How can it be that we are addicted to social media, which in theory means we can interact with more than a billion people, yet we still suffer from despair and lack of relationships? The answer may be that we were designed for good old-fashioned face-to-face relationships and fellowship, where taking care of your neighbors has been a way of life since we started walking on this earth.

WHAT IS THE ROLE OF TELEPHARMACY?

Telepharmacy plays an important role on 2 fronts. First, it is generally cheaper than an in-person meeting with a health care professional; second, it is necessary when no health care professional is available. Most medication therapy management services in the United States are delivered through remote call centers and are generally quite profitable. No doubt some meaningful relationships have emerged during those millions of online sessions. But what about the tens of millions that have not? What is lost by not investing in local care providers and preserving critical pharmacist infrastructure across the country? Instead of supporting local care team members, telepharmacy seems to have become an industry unto itself, competing with local care team members.
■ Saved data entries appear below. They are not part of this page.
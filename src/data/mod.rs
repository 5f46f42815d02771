//! Data module - CSV loading, cleaning and caching

mod cache;
mod loader;
mod processor;
pub mod schema;

pub use cache::{CacheStats, Dataset, DatasetCache};
pub use loader::{DataLoader, LoaderError};
pub use processor::{DataProcessor, Status};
More than 60,000 community-based pharmacies practice local telepharmacy every day in the United States. Clearly, not every interaction with a patient has to be face-to-face to be effective. Whether it involves answering a question about a medication, calling in for lab results, preparing to fill a prescription, or verifying a drug regimen, telepharmacy is the most frequently used mode of communication, through the phone, video applications, or other means of connecting patients and their care team members. Yet how many of those interactions with patients begin with “It was good to see you at...” and end with “When you get to the pharmacy, we will...”?

Telepharmacy is less a revolution in care and more a stopgap because of a lack of care. Does anyone actually believe that telepharmacy provides better care? How would those who do explain it, other than to say that the folks on the other end of the phone are better trained, are more connected to a plan sponsor, are integrated with medical records, or have better software? If those are the explanations, what is getting in the way of doing all of that locally?

Troy Trygstad, PharmD, PhD, MBA, is vice president of pharmacy programs for Community Care of North Carolina. He also serves on the board of the American Pharmacists Association Foundation and the Pharmacy Quality Alliance.